Sailing, reimagined: UK startup bets wind-powered ships will cut carbon emissions

Sailing, reimagined: UK startup bets wind-powered ships will cut carbon emissions

The maritime industry may have long replaced sails with engines, but a UK startup is betting that wind-powered ships still have a bright future.

Founded in 2014, Smart Green Shipping (SGS), has developed a new type of wind sail, called FastRig, that cuts carbon emissions. According to the company, it can be retrofitted to existing commercial vessels with available deck space, requiring no additional crew to operate it or port-side infrastructure changes. It’s also retractable to allow for standard loading and unloading operations, and it’s designed to be recyclable.

FastRig is paired with the startup’s software tool, TradeWind, which provides operational optimisation when the ships are in use. It uses weather forecasting along with big data from The Met Office on wind, waves, and currents, to predict when the propulsion can be provided by wind, suggest the most optimal route, and save fuel.

Here’s how it works:

Based on the company’s case studies using 3D modeling, FastRig installed on an Ultrabulk ship carrying biomass from Baton Rouge to Liverpool could save 20% of fuel every year.

Now, SGS is collaborating with the University of Southampton on a project called the Winds of Change, funded by the Department for Transport and Innovate UK in an effort to decarbonise the country’s maritime sector.

“While new wind-assist technologies are being developed, many are not ready for market and their predicted fuel savings have not been independently verified at sea, which is why UK-funded research projects like this are so important,” lead scientist Dr. Joseph Banks, from Southampton’s Marine and Maritime Institute, said in a statement.

FastRig
3D impression of the FastRig sails fitted onto an Ultrabulk ship. Credit: Smart Green Shipping

As part of the two-year development programme, the university researchers will create new software tools that accurately predict how modern vessels perform on the ocean when retrofitted with SGS’s wing sails.
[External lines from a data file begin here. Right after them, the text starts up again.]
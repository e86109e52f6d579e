//! Live preview for UIGen projects.
//!
//! This crate closes the loop of the pipeline: agent tool calls mutate the
//! project, the change marks the session dirty, a refresh recompiles the
//! project, and the bundle is loaded into a fresh isolated frame.
//!
//! # Architecture
//!
//! - [`document`]: the HTML document a frame displays (Handlebars)
//! - [`frame`]: the isolated frame, one OS thread per frame, JSON messages only
//! - [`renderer`]: compile results to [`PreviewState`], error policy, stats
//! - [`session`]: the owned project tree wired to tools, bundler, and renderer
//!
//! # Examples
//!
//! ```
//! use uigen_core::{ErrorKind, PreviewConfig};
//! use uigen_preview::PreviewSession;
//!
//! let snapshot = r#"{"/App.jsx": "import pad from 'left-pad';\nexport default pad;"}"#;
//! let mut session = PreviewSession::from_snapshot(snapshot, PreviewConfig::default()).unwrap();
//!
//! let state = session.refresh();
//! assert_eq!(state.error().unwrap().kind, ErrorKind::UnsupportedModule);
//! ```

#![deny(unsafe_code)]
#![warn(missing_docs, missing_debug_implementations)]

pub mod document;
pub mod frame;
pub mod renderer;
pub mod session;

pub use frame::{FrameMessage, HostMessage, LoadRequest, PreviewFrame};
pub use renderer::{PreviewRenderer, PreviewState, RendererStats};
pub use session::PreviewSession;
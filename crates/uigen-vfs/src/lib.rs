//! In-memory virtual file system for generated UI projects.
//!
//! Every file the agent writes lives here; nothing touches the host disk.
//! The tree is rooted at `/`, mutated only through [`FileSystem`] methods,
//! serialized to a flat JSON object at persistence boundaries, and observed
//! by subscribers that recompile the preview on change.
//!
//! # Examples
//!
//! ```
//! use uigen_vfs::{FileSystem, VfsPath};
//!
//! let mut fs = FileSystem::new();
//! fs.create_file("/App.jsx", "export default () => <h1>Hi</h1>;").unwrap();
//!
//! let snapshot = fs.serialize().unwrap();
//! let restored = FileSystem::deserialize(&snapshot).unwrap();
//! assert_eq!(restored.read_file("/App.jsx").unwrap(), fs.read_file("/App.jsx").unwrap());
//! ```

#![deny(unsafe_code)]
#![warn(missing_docs, missing_debug_implementations)]

pub mod builder;
pub mod events;
mod snapshot;
pub mod types;
pub mod vfs;

pub use builder::FilesBuilder;
pub use events::{ChangeKind, Listener, SubscriptionId, VfsEvent};
pub use types::{DirEntry, EntryType, FileNode, NodeKind, Result, VfsError, VfsPath};
pub use vfs::{CreateOptions, FileSystem};
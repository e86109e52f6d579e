//! Core types, errors, and configuration for the UIGen preview pipeline.
//!
//! This crate provides the foundational types shared by the resolver,
//! bundler, preview renderer, and CLI crates of the workspace.
//!
//! # Architecture
//!
//! The core consists of:
//! - The compile/render error hierarchy ([`Error`]) with contextual information
//! - A serializable [`ErrorPayload`] used by the preview panel and the
//!   isolated frame boundary
//! - The allow-list of externally hosted modules ([`ExternalModules`])
//! - Configuration types ([`PreviewConfig`])
//! - Output format and exit code types for command line front ends ([`cli`])

#![deny(unsafe_code)]
#![warn(missing_docs, missing_debug_implementations)]

pub mod cli;
mod config;
mod error;
mod externals;
mod payload;

pub use config::{AgentConfig, ErrorPolicy, FrameSettings, PreviewConfig, PreviewConfigBuilder};
pub use error::{Error, Result};
pub use externals::{ENTRY_CANDIDATES, ExternalModule, ExternalModules};
pub use payload::{ErrorKind, ErrorPayload};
They will also test the impact of a retractable 20 metre-high FastRig fitted to a British 105 metre-long commercial vessel, the Pacific Grebe.

“This will require innovative numerical simulations backed up by experiments conducted in our highly instrumented 138 metre Boldrewood towing tank and RJ Mitchell wind tunnel,” Banks added.

Scientists from Southampton’s Marine and Maritime Institute hope their new tool, which predicts the fuel savings achieved by the wing-sails, will encourage further investment in the UK’s marine technology sector.

“It’s clear that shipping must rapidly reduce emissions in the short term,” SGS’s CEO Diane Gilpin said in a statement. “Wind power harnessed using sophisticated digital software and well-engineered equipment is at present the fastest way for the sector to reduce fuel consumption and related emissions.”